太子の義符を立てた。〈これが滎陽王である。即位して政治が乱れた。司空の徐羨之が政を輔け、廃して滎陽王とした。〉廃して宜都王義隆を立てた。〈これが文帝である。高祖の次男である。太子の劭に殺された。はじめ、劭と弟の濬はともに礼の度を外れることが多く、父に知られるのを恐れた。そこで呪いを行った。帝はこれを聞いて大いに怒り、劭を廃して濬を殺し、改めて後継を議そうとした。迷って定まらず、そのことを濬の母の潘淑妃に話した。それが劭に伝わった。劭は凶悪で、帝を合殿で弑した。劭が即位した。〉弑して武陵王駿を立てた。〈これが孝武皇帝である。文帝の三男である。劭が帝を弑した。駿は義兵を起こし、都に至って劭を誅した。〉崩じて太子の子業を立てた。〈これが前廃帝である。帝は凶悪で、側近の寿寂之に殺された。〉崩じて湘東王彧を立てた。〈これが明帝である。文帝の十八男である。

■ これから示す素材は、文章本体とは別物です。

use serde::Serialize;

/// Source location information for diagnostics
#[derive(Debug, Clone, Copy, PartialEq, Eq, Serialize)]
pub struct SourceLocation {
    /// Line number (1-indexed)
    pub line: usize,
    /// Column number (1-indexed)
    pub column: usize,
}

impl SourceLocation {
    /// Create a new source location
    pub fn new(line: usize, column: usize) -> Self {
        Self { line, column }
    }
}

impl std::fmt::Display for SourceLocation {
    fn fmt(&self, f: &mut std::fmt::Formatter<'_>) -> std::fmt::Result {
        write!(f, "{}:{}", self.line, self.column)
    }
}

/// Diagnostic severity level
#[derive(Debug, Clone, Copy, PartialEq, Eq, PartialOrd, Ord, Serialize)]
#[serde(rename_all = "lowercase")]
pub enum Severity {
    /// Content was rewritten conservatively; output is still emitted.
    Warning,
    /// Content cannot be made JSX-safe; the document should be quarantined.
    Fatal,
}

impl std::fmt::Display for Severity {
    fn fmt(&self, f: &mut std::fmt::Formatter<'_>) -> std::fmt::Result {
        match self {
            Severity::Warning => f.write_str("warning"),
            Severity::Fatal => f.write_str("fatal"),
        }
    }
}

/// A problem detected while converting one document.
#[derive(Debug, Clone, PartialEq, Eq, Serialize)]
pub struct Diagnostic {
    /// Path of the source document.
    pub path: String,
    /// Severity of the problem.
    pub severity: Severity,
    /// Human readable description.
    pub message: String,
    /// Location inside the source, when known.
    #[serde(skip_serializing_if = "Option::is_none")]
    pub location: Option<SourceLocation>,
}

impl std::fmt::Display for Diagnostic {
    fn fmt(&self, f: &mut std::fmt::Formatter<'_>) -> std::fmt::Result {
        match &self.location {
            Some(location) => write!(
                f,
                "{}:{}: {}: {}",
                self.path, location, self.severity, self.message
            ),
            None => write!(f, "{}: {}: {}", self.path, self.severity, self.message),
        }
    }
}

/// Collection of diagnostics for a single document.
#[derive(Debug, Clone, Default)]
pub struct Diagnostics {
    path: String,
    entries: Vec<Diagnostic>,
}

impl Diagnostics {
    /// Create an empty collection for the document at `path`.
    pub fn new(path: impl Into<String>) -> Self {
        Self {
            path: path.into(),
            entries: Vec::new(),
        }
    }

    /// Path of the document these diagnostics belong to.
    pub fn path(&self) -> &str {
        &self.path
    }

    /// Record a warning.
    pub fn warn(&mut self, message: impl Into<String>) {
        self.record(Severity::Warning, message.into(), None);
    }

    /// Record a warning with location.
    pub fn warn_at(&mut self, message: impl Into<String>, location: SourceLocation) {
        self.record(Severity::Warning, message.into(), Some(location));
    }

    /// Record a fatal diagnostic.
    pub fn fatal(&mut self, message: impl Into<String>) {
        self.record(Severity::Fatal, message.into(), None);
    }

    /// Record a fatal diagnostic with location.
    pub fn fatal_at(&mut self, message: impl Into<String>, location: SourceLocation) {
        self.record(Severity::Fatal, message.into(), Some(location));
    }

    fn record(&mut self, severity: Severity, message: String, location: Option<SourceLocation>) {
        self.entries.push(Diagnostic {
            path: self.path.clone(),
            severity,
            message,
            location,
        });
    }

    /// Check if any fatal diagnostic was recorded
    pub fn has_fatal(&self) -> bool {
        self.entries.iter().any(|d| d.severity == Severity::Fatal)
    }

    /// Check if there are any diagnostics
    pub fn is_empty(&self) -> bool {
        self.entries.is_empty()
    }

    /// Get total count of all diagnostics
    pub fn len(&self) -> usize {
        self.entries.len()
    }

    /// Iterate over recorded diagnostics in order.
    pub fn iter(&self) -> std::slice::Iter<'_, Diagnostic> {
        self.entries.iter()
    }

    /// Consume the collection.
    pub fn into_vec(self) -> Vec<Diagnostic> {
        self.entries
    }
}

#[cfg(test)]
mod tests {
    use super::*;

    #[test]
    fn records_path_on_every_entry() {
        let mut diagnostics = Diagnostics::new("docs/intro.md");
        diagnostics.warn("unknown icon");
        diagnostics.fatal_at("unbalanced <devsite-selector>", SourceLocation::new(3, 1));

        assert_eq!(diagnostics.len(), 2);
        assert!(diagnostics.has_fatal());
        assert!(diagnostics.iter().all(|d| d.path == "docs/intro.md"));
    }

    #[test]
    fn display_includes_location_when_known() {
        let mut diagnostics = Diagnostics::new("a.md");
        diagnostics.fatal_at("bad tag", SourceLocation::new(4, 2));
        diagnostics.warn("odd marker");
        let rendered: Vec<String> = diagnostics.iter().map(|d| d.to_string()).collect();
        assert_eq!(rendered[0], "a.md:4:2: fatal: bad tag");
        assert_eq!(rendered[1], "a.md: warning: odd marker");
    }

    #[test]
    fn warnings_alone_are_not_fatal() {
        let mut diagnostics = Diagnostics::new("a.md");
        diagnostics.warn("x");
        assert!(!diagnostics.has_fatal());
        assert!(!diagnostics.is_empty());
    }
}
use serde::Serialize;
use serde::ser::{SerializeMap, Serializer};
use thiserror::Error;

/// Ordered metadata record emitted ahead of the body.
///
/// Keys keep their first insertion position; re-inserting a key overwrites
/// its value in place (last write wins).
#[derive(Debug, Clone, Default, PartialEq, Eq)]
pub struct Frontmatter {
    entries: Vec<(String, String)>,
}

impl Frontmatter {
    /// Creates an empty record.
    pub fn new() -> Self {
        Self::default()
    }

    /// Inserts or overwrites a key, returning the previous value.
    pub fn insert(&mut self, key: impl Into<String>, value: impl Into<String>) -> Option<String> {
        let key = key.into();
        let value = value.into();
        match self.entries.iter_mut().find(|(k, _)| *k == key) {
            Some((_, existing)) => Some(std::mem::replace(existing, value)),
            None => {
                self.entries.push((key, value));
                None
            }
        }
    }

    /// Looks up a value.
    pub fn get(&self, key: &str) -> Option<&str> {
        self.entries
            .iter()
            .find(|(k, _)| k == key)
            .map(|(_, v)| v.as_str())
    }

    /// Whether the record has no keys.
    pub fn is_empty(&self) -> bool {
        self.entries.is_empty()
    }

    /// Number of keys.
    pub fn len(&self) -> usize {
        self.entries.len()
    }

    /// Iterates over entries in insertion order.
    pub fn iter(&self) -> impl Iterator<Item = (&str, &str)> {
        self.entries.iter().map(|(k, v)| (k.as_str(), v.as_str()))
    }

    /// Renders the record as YAML lines (`key: 'value'`), without fences.
    pub fn render(&self) -> String {
        let mut out = String::new();
        for (key, value) in &self.entries {
            out.push_str(key);
            out.push_str(": ");
            out.push_str(&quote_scalar(value));
            out.push('\n');
        }
        out
    }
}

impl Serialize for Frontmatter {
    fn serialize<S: Serializer>(&self, serializer: S) -> Result<S::Ok, S::Error> {
        let mut map = serializer.serialize_map(Some(self.entries.len()))?;
        for (key, value) in &self.entries {
            map.serialize_entry(key, value)?;
        }
        map.end()
    }
}

/// Single-quotes a YAML scalar; embedded quotes are doubled and line breaks folded.
pub fn quote_scalar(value: &str) -> String {
    let folded: String = value
        .split(['\r', '\n'])
        .map(str::trim)
        .filter(|part| !part.is_empty())
        .collect::<Vec<_>>()
        .join(" ");
    format!("'{}'", folded.replace('\'', "''"))
}

/// Result returned after extracting a leading YAML block.
#[derive(Debug, Default)]
pub struct FrontmatterExtraction {
    /// Scalar entries of the block in source order.
    pub frontmatter: Frontmatter,
    /// Byte offset inside the original document where the body begins.
    pub body_start: usize,
    /// Keys whose values were not scalars and were dropped.
    pub dropped_keys: Vec<String>,
}

/// Errors emitted while parsing or extracting frontmatter.
#[derive(Debug, Error)]
pub enum FrontmatterError {
    /// Unclosed YAML fence (e.g., missing terminating `---`).
    #[error("Unterminated YAML frontmatter block: expected closing '---'")]
    Unterminated,
    /// YAML failed to parse.
    #[error("Frontmatter parse error: {0}")]
    Parse(String),
    /// Top-level YAML node was not a mapping.
    #[error("Frontmatter must be a YAML mapping at the top level")]
    InvalidRootType,
}

/// Extracts a leading YAML block from an input document.
pub fn extract_frontmatter(input: &str) -> Result<FrontmatterExtraction, FrontmatterError> {
    match find_yaml_block(input)? {
        Some((block, body_start)) => {
            let mut extraction = parse_yaml_block(&block)?;
            extraction.body_start = body_start;
            Ok(extraction)
        }
        None => Ok(FrontmatterExtraction::default()),
    }
}

/// Byte offset just past the closing fence of a leading YAML block, whether or
/// not the block parses.
pub fn yaml_block_end(input: &str) -> Option<usize> {
    find_yaml_block(input).ok().flatten().map(|(_, end)| end)
}

fn parse_yaml_block(block: &str) -> Result<FrontmatterExtraction, FrontmatterError> {
    let mut extraction = FrontmatterExtraction::default();
    if block.trim().is_empty() {
        return Ok(extraction);
    }

    let value: serde_yaml::Value =
        serde_yaml::from_str(block).map_err(|err| FrontmatterError::Parse(err.to_string()))?;
    let mapping = match value {
        serde_yaml::Value::Null => return Ok(extraction),
        serde_yaml::Value::Mapping(mapping) => mapping,
        _ => return Err(FrontmatterError::InvalidRootType),
    };

    for (key, value) in mapping {
        let Some(key) = scalar_to_string(&key) else {
            continue;
        };
        match scalar_to_string(&value) {
            Some(value) => {
                extraction.frontmatter.insert(key, value);
            }
            None => extraction.dropped_keys.push(key),
        }
    }
    Ok(extraction)
}

fn scalar_to_string(value: &serde_yaml::Value) -> Option<String> {
    match value {
        serde_yaml::Value::String(s) => Some(s.clone()),
        serde_yaml::Value::Bool(b) => Some(b.to_string()),
        serde_yaml::Value::Number(n) => Some(n.to_string()),
        serde_yaml::Value::Null => Some(String::new()),
        serde_yaml::Value::Tagged(tagged) => scalar_to_string(&tagged.value),
        serde_yaml::Value::Sequence(_) | serde_yaml::Value::Mapping(_) => None,
    }
}

fn find_yaml_block(input: &str) -> Result<Option<(String, usize)>, FrontmatterError> {
    let (without_bom, bom_len) = strip_bom(input);

    // The fence must be the first line of the document.
    let Some((first, block_start)) = next_line(without_bom, 0) else {
        return Ok(None);
    };
    if !is_yaml_fence(first) {
        return Ok(None);
    }

    let mut scan_cursor = block_start;
    loop {
        match next_line(without_bom, scan_cursor) {
            Some((block_line, next_line_cursor)) => {
                if is_yaml_fence(block_line) {
                    let raw_block = &without_bom[block_start..scan_cursor];
                    let trimmed = raw_block.trim_end_matches(['\r', '\n']);
                    let body_index = bom_len + next_line_cursor;
                    return Ok(Some((trimmed.to_string(), body_index)));
                }
                scan_cursor = next_line_cursor;
            }
            None => return Err(FrontmatterError::Unterminated),
        }
    }
}

fn strip_bom(input: &str) -> (&str, usize) {
    if let Some(stripped) = input.strip_prefix('\u{feff}') {
        (stripped, '\u{feff}'.len_utf8())
    } else {
        (input, 0)
    }
}

fn next_line(input: &str, start: usize) -> Option<(&str, usize)> {
    if start >= input.len() {
        return None;
    }

    let bytes = &input.as_bytes()[start..];
    if let Some(pos) = bytes.iter().position(|b| *b == b'\n') {
        let line_end = start + pos;
        let line = &input[start..line_end];
        Some((line, line_end + 1))
    } else {
        Some((&input[start..], input.len()))
    }
}

fn is_yaml_fence(line: &str) -> bool {
    line.trim_end() == "---"
}
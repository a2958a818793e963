use ratatui::prelude::{Line, Span};
use ratatui::{
    Frame,
    layout::{Alignment, Constraint, Direction, Layout, Rect},
    style::{Color, Modifier, Style},
    widgets::{Block, BorderType, Borders, Paragraph},
};

use crate::{
    constants::{ACCENT, RESULT_BACKGROUND, RESULT_BORDER, RESULT_HEADING, RESULT_TEXT, ThemeColors},
    state::Phase,
};

use super::{App, UiMode, ui_helpers, view_style};

const CARD_WIDTH: u16 = 52;
const CARD_HEIGHT: u16 = 17;

impl App {
    pub(super) fn draw_frame(&self, f: &mut Frame) {
        let size = f.size();
        let bucket = self.clock.current_bucket();
        let theme = view_style::theme_for(bucket);

        let status = if self.state.is_loading() {
            "loading..."
        } else {
            bucket.label()
        };
        let background = Block::default()
            .style(Style::default().fg(theme.foreground).bg(theme.background))
            .title(
                Line::from(Span::styled(
                    " kondate ",
                    Style::default().add_modifier(Modifier::BOLD),
                ))
                .alignment(Alignment::Left),
            )
            .title(Line::from(format!(" {} ", status)).alignment(Alignment::Right));
        f.render_widget(background, size);

        let card_area = ui_helpers::centered_rect(size, CARD_WIDTH, CARD_HEIGHT);
        self.render_card(f, card_area, theme);

        if size.height > 0 {
            let footer_area = Rect::new(size.x, size.bottom() - 1, size.width, 1);
            let footer = Paragraph::new(self.footer_hint())
                .alignment(Alignment::Center)
                .style(Style::default().fg(theme.foreground).bg(theme.background));
            f.render_widget(footer, footer_area);
        }

        match self.ui_mode {
            UiMode::CategoryModal => self.render_modal(f, size, theme),
            UiMode::Alert(error) => self.render_alert(f, size, error),
            UiMode::Main => {}
        }
    }

    fn footer_hint(&self) -> &'static str {
        match self.ui_mode {
            UiMode::Main => "←/→ category  Tab list  Enter pick  q quit",
            UiMode::CategoryModal => "↑/↓ move  Enter choose  Esc cancel",
            UiMode::Alert(_) => "Enter dismiss",
        }
    }

    fn render_card(&self, f: &mut Frame, area: Rect, theme: ThemeColors) {
        let card = Block::default()
            .borders(Borders::ALL)
            .border_type(BorderType::Rounded)
            .style(view_style::card_style(theme))
            .title(Line::from(Span::styled(
                " Menu Lottery ",
                view_style::heading_style(theme),
            )))
            .title_alignment(Alignment::Center);
        let inner = card.inner(area);
        f.render_widget(card, area);

        let rows = Layout::default()
            .direction(Direction::Vertical)
            .constraints([
                Constraint::Length(1),
                Constraint::Length(1),
                Constraint::Length(1),
                Constraint::Length(3),
                Constraint::Length(1),
                Constraint::Min(0),
            ])
            .split(inner);

        let label = Paragraph::new("Choose a category")
            .alignment(Alignment::Center)
            .style(view_style::card_style(theme));
        f.render_widget(label, rows[0]);

        let selector = Paragraph::new(self.selector_line(inner.width))
            .alignment(Alignment::Center)
            .style(view_style::heading_style(theme));
        f.render_widget(selector, rows[1]);

        let button = Paragraph::new(vec![
            Line::from(""),
            Line::from("Pick from this category"),
            Line::from(""),
        ])
        .alignment(Alignment::Center)
        .style(
            Style::default()
                .fg(Color::White)
                .bg(ACCENT)
                .add_modifier(Modifier::BOLD),
        );
        f.render_widget(button, rows[3]);

        if let Some(result) = self.state.last_result() {
            self.render_result(f, rows[5], result);
        }
    }

    fn selector_line(&self, width: u16) -> String {
        let categories = self.state.categories();
        if categories.is_empty() {
            return match self.state.phase() {
                Phase::Uninitialized => "loading categories...".to_string(),
                Phase::Ready => "(no categories)".to_string(),
            };
        }

        let max_chars = (width as usize).saturating_sub(12).max(4);
        let name = ui_helpers::truncate_label(self.state.chosen_category(), max_chars);
        match self.state.chosen_index() {
            Some(index) => format!("◀ {} ▶  {}/{}", name, index + 1, categories.len()),
            None => format!("◀ {} ▶", name),
        }
    }

    fn render_result(&self, f: &mut Frame, area: Rect, result: &str) {
        let block = Block::default()
            .borders(Borders::ALL)
            .border_type(BorderType::Double)
            .border_style(Style::default().fg(RESULT_BORDER).bg(RESULT_BACKGROUND))
            .style(Style::default().bg(RESULT_BACKGROUND));

        let max_chars = (area.width as usize).saturating_sub(4).max(4);
        let text = vec![
            Line::from(""),
            Line::from(Span::styled(
                "★ Today's menu is... ★",
                Style::default()
                    .fg(RESULT_HEADING)
                    .add_modifier(Modifier::BOLD),
            )),
            Line::from(""),
            Line::from(Span::styled(
                ui_helpers::truncate_label(result, max_chars),
                Style::default().fg(RESULT_TEXT).add_modifier(Modifier::BOLD),
            )),
        ];
        let paragraph = Paragraph::new(text)
            .alignment(Alignment::Center)
            .block(block);
        f.render_widget(paragraph, area);
    }
}
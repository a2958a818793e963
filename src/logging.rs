//! File logging for the picker.
//!
//! The terminal is owned by the UI while it runs, so diagnostics go to a
//! rotating file in the state directory instead of stderr.
//!
//! Initialization never panics. A second call is a no-op that reports the
//! directory already in use.
//!
//! Records are written unbuffered: one-shot subcommands exit right after the
//! pick they log.

use std::path::{Path, PathBuf};

use flexi_logger::{Cleanup, Criterion, FileSpec, Logger, LoggerHandle, Naming, WriteMode};
use log::info;
use once_cell::sync::OnceCell;

const LOG_FILE_BASENAME: &str = "kondate";
const MAX_LOG_FILE_SIZE_BYTES: u64 = 1024 * 1024;
const MAX_LOG_FILES: usize = 3;

static LOGGING_STATE: OnceCell<LoggingState> = OnceCell::new();

struct LoggingState {
    log_dir: PathBuf,
    _logger: LoggerHandle,
}

pub fn default_log_level() -> &'static str {
    if cfg!(debug_assertions) { "debug" } else { "info" }
}

/// Starts the file logger and returns the directory it writes to.
pub fn init_logging(level: &str, log_dir: &Path) -> Result<PathBuf, String> {
    let level = normalize_level(level)?;

    let state = LOGGING_STATE.get_or_try_init(|| -> Result<LoggingState, String> {
        std::fs::create_dir_all(log_dir).map_err(|err| {
            format!(
                "failed to create log directory `{}`: {err}",
                log_dir.display()
            )
        })?;

        let logger = Logger::try_with_str(level)
            .map_err(|err| format!("invalid log level `{level}`: {err}"))?
            .log_to_file(
                FileSpec::default()
                    .directory(log_dir)
                    .basename(LOG_FILE_BASENAME),
            )
            .rotate(
                Criterion::Size(MAX_LOG_FILE_SIZE_BYTES),
                Naming::Numbers,
                Cleanup::KeepLogFiles(MAX_LOG_FILES),
            )
            .write_mode(WriteMode::Direct)
            .append()
            .format_for_files(flexi_logger::detailed_format)
            .start()
            .map_err(|err| format!("failed to start logger: {err}"))?;

        info!(
            "event=app_start level={} log_dir={} version={}",
            level,
            log_dir.display(),
            env!("CARGO_PKG_VERSION")
        );

        Ok(LoggingState {
            log_dir: log_dir.to_path_buf(),
            _logger: logger,
        })
    })?;

    Ok(state.log_dir.clone())
}

fn normalize_level(level: &str) -> Result<&'static str, String> {
    match level.trim().to_ascii_lowercase().as_str() {
        "trace" => Ok("trace"),
        "debug" => Ok("debug"),
        "info" => Ok("info"),
        "warn" | "warning" => Ok("warn"),
        "error" => Ok("error"),
        "off" => Ok("off"),
        other => Err(format!(
            "unsupported log level `{other}`; expected trace|debug|info|warn|error|off"
        )),
    }
}
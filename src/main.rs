use std::{io, process::ExitCode};

use clap::Parser;
use log::error;

mod app;
mod cli;
mod constants;
mod domain;
mod error;
mod logging;
mod picker;
mod state;
mod storage;

fn main() -> Result<ExitCode, io::Error> {
    let args = cli::Cli::parse();

    let level = args
        .log_level
        .clone()
        .unwrap_or_else(|| logging::default_log_level().to_string());
    if let Err(e) = logging::init_logging(&level, &storage::get_state_dir()) {
        eprintln!("Warning: logging disabled: {}", e);
    }

    let paths = storage::ResourcePaths::resolve(args.categories.clone(), args.recipes.clone());

    match args.command {
        Some(command) => match cli::run_command(command, &paths, args.hour) {
            Ok(()) => Ok(ExitCode::SUCCESS),
            Err(e) => {
                error!("event=command_failed error={}", e);
                eprintln!("Error: {}", e);
                Ok(ExitCode::FAILURE)
            }
        },
        None => app::run_ui(&paths, cli::clock(args.hour)).map(|()| ExitCode::SUCCESS),
    }
}
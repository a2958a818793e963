use rand::Rng;

use crate::{
    domain::{MealBucket, Recipe},
    error::PickError,
};

/// Recipes eligible for a draw.
#[derive(Debug, PartialEq, Eq)]
pub struct Candidates<'a> {
    pub recipes: Vec<&'a Recipe>,
    /// Set when no recipe matched the bucket and the category-only set was used.
    pub fell_back: bool,
}

pub fn select_candidates<'a>(
    recipes: &'a [Recipe],
    category: &str,
    bucket: MealBucket,
) -> Candidates<'a> {
    let exact: Vec<&Recipe> = recipes
        .iter()
        .filter(|recipe| recipe.category == category && recipe.meal_type == bucket.code())
        .collect();
    if !exact.is_empty() {
        return Candidates {
            recipes: exact,
            fell_back: false,
        };
    }

    Candidates {
        recipes: recipes
            .iter()
            .filter(|recipe| recipe.category == category)
            .collect(),
        fell_back: true,
    }
}

#[derive(Debug, PartialEq, Eq)]
pub struct Pick<'a> {
    pub recipe: &'a Recipe,
    pub bucket: MealBucket,
    pub fell_back: bool,
}

pub fn pick_recipe<'a, R: Rng + ?Sized>(
    recipes: &'a [Recipe],
    category: &str,
    bucket: MealBucket,
    rng: &mut R,
) -> Result<Pick<'a>, PickError> {
    if category.is_empty() {
        return Err(PickError::NoCategory);
    }

    let candidates = select_candidates(recipes, category, bucket);
    if candidates.recipes.is_empty() {
        return Err(PickError::NoMatch);
    }

    let index = rng.gen_range(0..candidates.recipes.len());
    Ok(Pick {
        recipe: candidates.recipes[index],
        bucket,
        fell_back: candidates.fell_back,
    })
}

孝武帝の諸子、江州刺史晋安王勛、尋陽王子房らがともに兵を挙げて反した。すべて征伐して平らげた。〉崩じて太子の昱を立てた。〈これが後廃帝である。在位中は凶悪だった。いつも楊玉夫を殺そうとしていた。楊玉夫は恐れた。この夜は七夕で、楊玉夫に織女が天の川を渡るのを見張って報告させた。王敬則は先に楊玉夫と通謀していた。楊玉夫は帝が熟睡するのを待って斬り、首を斉王蕭道成に送った。〉崩じて順帝準を立てた。〈これが順皇帝である。明帝の三男である。〉位を斉の蕭道成に譲った。八代、六十年である。

解説

文帝が息子の処分を迷い、その相談を息子の母親にしたことで殺されました。決断が遅れたことより、相談相手を誤ったことが致命傷です。以後、帝が殺され、殺した者が誅され、また凶暴な帝が側近に殺される。六十年で八代という速さが、この王朝の内実を語ります。身内の処分は、身内に相談してはいけません。情報が漏れる経路は、たいてい親子や夫婦の情のほうにあります。